9

I know how to find whether a list is a subset of another list. But I was wondering how do you make sure that a list is an ordered subset of another list. By ordered subset I mean that the elements in both the list are in same order

For example if I have the following lists

A = [1,2,3]
B = [1,2]
C = [2,1]

Here B is an ordered subset of A but C is not (although A has all elements of C)

brokendreams
  • 827
  • 2
  • 10
  • 29
  • 4
    You could start by writing some code... – jonrsharpe Jan 04 '16 at 20:23
  • In general, `B` is a sublist of `A` iff `B` is empty or `A` contains the first item of `B` at some position `pos` and the part of `B` past the first item is an ordered sublist of `A` past `pos`. Can you translate that into Python? :) – CiaPan Jan 04 '16 at 20:24
  • Possible duplicate: http://stackoverflow.com/questions/3313590/check-for-presence-of-a-sublist-in-python – Krumelur Jan 04 '16 at 20:26
  • 2
    Can there be gaps? `[1,2,4]` is a subset of `[1,2,3,4]` with elements in the same order, but it is not a sub-"string", so to speak, because of the 3. What should your solution do in that case? – jez Jan 04 '16 at 20:27
  • @Jez Yes there can be gaps – brokendreams Jan 04 '16 at 22:42

4 Answers4

5
def is_sub(sub, lst):
    ln = len(sub)
    for i in range(len(lst) - ln + 1):
        if all(sub[j] == lst[i+j] for j in range(ln)):
            return True
    return False

Output:

In [21]: A = [4, 3, 2, 1, 2, 3]

In [22]: B = [1, 2]

In [23]: C = [2, 1]

In [24]: is_sub(B, A)
Out[24]: True

In [25]: is_sub(C, A)
Out[25]: True
In [26]: B = [10,11,12,13,14,15,25]
In [27]: is_sub(B, A)
Out[27]: False
In [39]: A = [1, 2, 1, 2, 1, 2, 3]
In [40]: B = [1, 2, 3]

In [41]: is_sub(B, A)
Out[41]: True

We don't need to worry about the sub being longer than lst as is it is stop will be less that start so we just return False.

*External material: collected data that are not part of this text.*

#[tokio::test]
async fn test_mastodon_posts_with_media_after_retries() {
    let state = MastodonState {
        failing_statuses: 2,
        ..Default::default()
    };
    let base = common::serve(mastodon_app(state.clone())).await;
    let client = mastodon_client(&base, fast_retry(5), false);
    let media = vec![
        StagedMedia::Remote(format!("{base}/cover.jpg")),
        StagedMedia::Remote(format!("{base}/cover.jpg")),
    ];

    let status = client.post("#TopAlbums in May", &media).await.unwrap();

    assert_eq!(
        status,
        PostStatus::Published {
            id: "109".to_string()
        }
    );
    assert_eq!(state.verify_hits.load(Ordering::SeqCst), 1);
    assert_eq!(state.media_hits.load(Ordering::SeqCst), 2);
    assert_eq!(state.status_hits.load(Ordering::SeqCst), 3);
}

#[tokio::test]
async fn test_mastodon_skips_covers_the_image_host_refuses() {
    let state = MastodonState::default();
    let base = common::serve(mastodon_app(state.clone())).await;
    let client = mastodon_client(&base, fast_retry(3), false);
    let media = vec![
        StagedMedia::Remote(format!("{base}/forbidden.jpg")),
        StagedMedia::Remote(format!("{base}/missing.jpg")),
        StagedMedia::Remote(format!("{base}/cover.jpg")),
    ];

    let status = client.post("#TopAlbums in May", &media).await.unwrap();

    assert_eq!(
        status,
        PostStatus::Published {
            id: "109".to_string()
        }
    );
    assert_eq!(state.media_hits.load(Ordering::SeqCst), 1);
    assert_eq!(state.status_hits.load(Ordering::SeqCst), 1);
}

#[tokio::test]
async fn test_mastodon_forbidden_cover_is_not_an_auth_error() {
    let state = MastodonState::default();
    let base = common::serve(mastodon_app(state.clone())).await;
    let client = mastodon_client(&base, fast_retry(3), false);

    let result = client
        .post("text", &[StagedMedia::Remote(format!("{base}/forbidden.jpg"))])
        .await;

    assert!(result.is_ok(), "{result:?}");
    assert_eq!(state.media_hits.load(Ordering::SeqCst), 0);
    assert_eq!(state.status_hits.load(Ordering::SeqCst), 1);
}

#[tokio::test]
async fn test_mastodon_rejected_token_is_not_retried() {
    let state = MastodonState {
        reject_token: true,
        ..Default::default()
    };
    let base = common::serve(mastodon_app(state.clone())).await;
    let client = mastodon_client(&base, fast_retry(5), false);

    let err = client.post("text", &[]).await.unwrap_err();

    assert!(err.is_auth());
    assert_eq!(state.verify_hits.load(Ordering::SeqCst), 1);
    assert_eq!(state.status_hits.load(Ordering::SeqCst), 0);
}

#[tokio::test]
async fn test_mastodon_exhausted_retries_fail() {
    let state = MastodonState {
        failing_statuses: usize::MAX,
        ..Default::default()
    };
    let base = common::serve(mastodon_app(state.clone())).await;
    let client = mastodon_client(&base, fast_retry(3), false);

    let err = client.post("text", &[]).await.unwrap_err();

    assert!(matches!(err, Error::Server { .. }));
    assert_eq!(state.status_hits.load(Ordering::SeqCst), 3);
}

#[tokio::test]
async fn test_mastodon_debug_mode_makes_no_requests() {
    // nothing listens on this address
    let client = mastodon_client("http://127.0.0.1:9", fast_retry(1), true);

    let status = client.post("text", &[]).await.unwrap();

    assert_eq!(status, PostStatus::DryRun);
}

#[derive(Clone, Default)]
struct TwitterState {
    uploads: Arc<AtomicUsize>,
    tweets: Arc<Mutex<Vec<(String, Value)>>>,
}

fn twitter_app(state: TwitterState) -> Router {
    Router::new()
        .route(
            "/1.1/media/upload.json",
            post(|State(state): State<TwitterState>| async move {
                let n = state.uploads.fetch_add(1, Ordering::SeqCst);
                Json(json!({"media_id": 700 + n, "media_id_string": format!("{}", 700 + n)}))
            }),
        )
        .route(
            "/2/tweets",
            post(
                |State(state): State<TwitterState>, headers: HeaderMap, Json(body): Json<Value>| async move {
                    let auth = headers
                        .get("authorization")
                        .and_then(|v| v.to_str().ok())
                        .unwrap_or_default()
                        .to_string();
                    state.tweets.lock().unwrap().push((auth, body));
                    (StatusCode::CREATED, Json(json!({"data": {"id": "1234", "text": "ok"}})))
                },
            ),
        )
        .with_state(state)
}
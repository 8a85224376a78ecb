use reqwest::StatusCode;

/// Everything that can go wrong while building or publishing a report.
#[derive(Debug, thiserror::Error)]
pub enum Error {
    #[error("invalid configuration: {0}")]
    Config(String),

    #[error("invalid period \"{0}\", allowed values are \"month\" and \"year\"")]
    InvalidPeriod(String),

    #[error("request failed: {0}")]
    Http(#[from] reqwest::Error),

    #[error("server error {status}: {body}")]
    Server { status: StatusCode, body: String },

    #[error("authentication rejected ({status}): {body}")]
    Auth { status: StatusCode, body: String },

    #[error("api error {status}: {body}")]
    Api { status: StatusCode, body: String },

    #[error(transparent)]
    Io(#[from] std::io::Error),

    #[error(transparent)]
    Json(#[from] serde_json::Error),
}

impl Error {
    /// Classifies a non-success HTTP response.
    pub fn from_status(status: StatusCode, body: String) -> Self {
        if status.is_server_error() || status == StatusCode::TOO_MANY_REQUESTS {
            Error::Server { status, body }
        } else if matches!(
            status,
            StatusCode::BAD_REQUEST | StatusCode::UNAUTHORIZED | StatusCode::FORBIDDEN
        ) {
            Error::Auth { status, body }
        } else {
            Error::Api { status, body }
        }
    }

    /// Whether retrying the same request may succeed.
    pub fn is_transient(&self) -> bool {
        match self {
            Error::Server { .. } => true,
            Error::Http(err) => {
                err.is_connect()
                    || err.is_timeout()
                    || err.status().is_some_and(|s| s.is_server_error())
            }
            _ => false,
        }
    }

    pub fn is_auth(&self) -> bool {
        matches!(self, Error::Auth { .. })
    }
}

/// Turns a response into an error unless its status is a success.
pub(crate) async fn check_status(response: reqwest::Response) -> Result<reqwest::Response, Error> {
    let status = response.status();
    if status.is_success() {
        return Ok(response);
    }

    let body = response.text().await.unwrap_or_default();
    Err(Error::from_status(status, body))
}
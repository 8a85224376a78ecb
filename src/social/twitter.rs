use reqwest::{Client, header::AUTHORIZATION, multipart::Form};

use crate::{
    config::TwitterCredentials,
    error::{Error, check_status},
    retry::RetryPolicy,
    social::{MAX_MEDIA, Poster, cover_bytes, image_part, oauth::OAuthSigner},
    types::{
        CreateTweetRequest, CreateTweetResponse, MediaKind, PostStatus, StagedMedia, TweetMedia,
        TwitterMedia,
    },
};

pub struct TwitterClient {
    client: Client,
    credentials: TwitterCredentials,
    api_url: String,
    upload_url: String,
    retry: RetryPolicy,
    download_retry: RetryPolicy,
    debug: bool,
}

impl TwitterClient {
    pub fn new(
        client: Client,
        credentials: TwitterCredentials,
        api_url: &str,
        upload_url: &str,
        retry: RetryPolicy,
        download_retry: RetryPolicy,
        debug: bool,
    ) -> Self {
        Self {
            client,
            credentials,
            api_url: api_url.trim_end_matches('/').to_string(),
            upload_url: upload_url.trim_end_matches('/').to_string(),
            retry,
            download_retry,
            debug,
        }
    }

    fn signer(&self) -> OAuthSigner<'_> {
        OAuthSigner::new(&self.credentials)
    }

    /// Uploads one image and returns its media id.
    pub async fn upload_media(&self, bytes: Vec<u8>) -> Result<String, Error> {
        let api_url = format!("{}/1.1/media/upload.json", self.upload_url);
        self.retry
            .run_transient(|| async {
                let form = Form::new().part("media", image_part(bytes.clone())?);
                let response = self
                    .client
                    .post(&api_url)
                    .header(AUTHORIZATION, self.signer().authorization("POST", &api_url, &[]))
                    .multipart(form)
                    .send()
                    .await?;
                let response = check_status(response).await?;
                Ok::<_, Error>(response.json::<TwitterMedia>().await?.media_id_string)
            })
            .await
    }

    pub async fn create_tweet(&self, text: &str, media_ids: Vec<String>) -> Result<String, Error> {
        let api_url = format!("{}/2/tweets", self.api_url);
        let request = CreateTweetRequest {
            text: text.to_string(),
            media: (!media_ids.is_empty()).then_some(TweetMedia { media_ids }),
        };

        self.retry
            .run_transient(|| async {
                let response = self
                    .client
                    .post(&api_url)
                    .header(AUTHORIZATION, self.signer().authorization("POST", &api_url, &[]))
                    .json(&request)
                    .send()
                    .await?;
                let response = check_status(response).await?;
                Ok::<_, Error>(response.json::<CreateTweetResponse>().await?.data.id)
            })
            .await
    }
}

impl Poster for TwitterClient {
    fn name(&self) -> &'static str {
        "Twitter"
    }

    fn post_noun(&self) -> &'static str {
        "tweet"
    }

    fn media_kind(&self) -> MediaKind {
        MediaKind::LocalFile
    }

    async fn post(&self, text: &str, media: &[StagedMedia]) -> Result<PostStatus, Error> {
        if self.debug {
            return Ok(PostStatus::DryRun);
        }

        let mut media_ids = Vec::new();
        for item in media {
            if media_ids.len() == MAX_MEDIA {
                break;
            }
            // a cover that cannot be read is dropped, the status still goes out
            let Some(bytes) = cover_bytes(&self.client, item, &self.download_retry).await else {
                continue;
            };
            media_ids.push(self.upload_media(bytes).await?);
        }

        let id = self.create_tweet(text, media_ids).await?;
        Ok(PostStatus::Published { id })
    }
}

You can combine it with any:

def is_sub(s, l):
    ln = len(s)
    return any((all(s[j] == l[i + j] for j in range(ln))
                for i in range(len(l) - ln + 1)))

Depending on your use case slicing might be faster:

def is_sub(sub, lst):
    ln = len(sub)
    return any(lst[i: i + ln] == sub for i in range(len(sub) - ln + 1))

If the elements can have gaps then it is a lot simpler, similar to kfx's you can do it in a single pass or less:

def is_sub_with_gap(sub, lst):
    ln, j = len(sub), 0
    for ele in lst:
        if ele == sub[j]:
            j += 1
        if j == ln:
            return True
    return False

The fundamental difference being what you consider a subset:

In [6]: a,b = [1,2,3,4], [1,2,4]

In [7]: is_sub(b,a)
Out[7]: False

In [8]: is_sub_with_gap(b,a)
Out[8]: True
Padraic Cunningham
  • 176,452
  • 29
  • 245
  • 321
  • Both follow-ups (`any` and slicing) will work but both are unnecessarily O(n^2) – jez Jan 04 '16 at 22:53
  • @jez, if the lists are small and the function is called a lot slicing is faster that is why I said *Depending on your use case slicing might be faster*. The first follow up any is exactly equivalent to the first function. – Padraic Cunningham Jan 04 '16 at 23:02
  • But even slicing involves looping over every element of B **for every** element of A, or nearly every element—in contrast to kfx's solution for example, which does the job with a single pass through A. [Ok I should have said O(n*m) rather than n^2] – jez Jan 04 '16 at 23:15
  • @jez, fkx's answer is based on a completely different premise to what the OP had in their question, there were no gaps in the OP's examples which is why I answered using the logic I did and in turn fkx's answer would not have worked in those cases as it would have returned False positives – Padraic Cunningham Jan 04 '16 at 23:16
  • is_sub with slicing - len should be of **lst** not sub - range(len(*sub*) - ln + 1) – AKS Mar 07 '21 at 11:17
4

Use a simple loop to iterate through both lists in order. At the end, check if all elements of the potential subset list have been seen.

i,j = 0,0
while i < len(A) and j < len(B):
    if A[i] == B[j]:
        j += 1
    i += 1

has_as_subset = (j == len(B))
kfx
  • 8,136
  • 3
  • 28
  • 52
1

Here's a version that allows gaps (i.e. is_sublist([1,2,4],[1,2,3,4]) returns True) in common with most but not all of the other posted solutions; it also handles sublists that start anywhere in the parent list (again, in common with most but not all of the other answers); also, it returns False if the sub-list candidate contains repetition that the master list does not (i.e. [1,2,2] is not a sub-list of [1,2,3]): again, this property is shared with most but not all of the other answers. (As far as I can tell the only other solution to hit all of these targets is that of kfx.)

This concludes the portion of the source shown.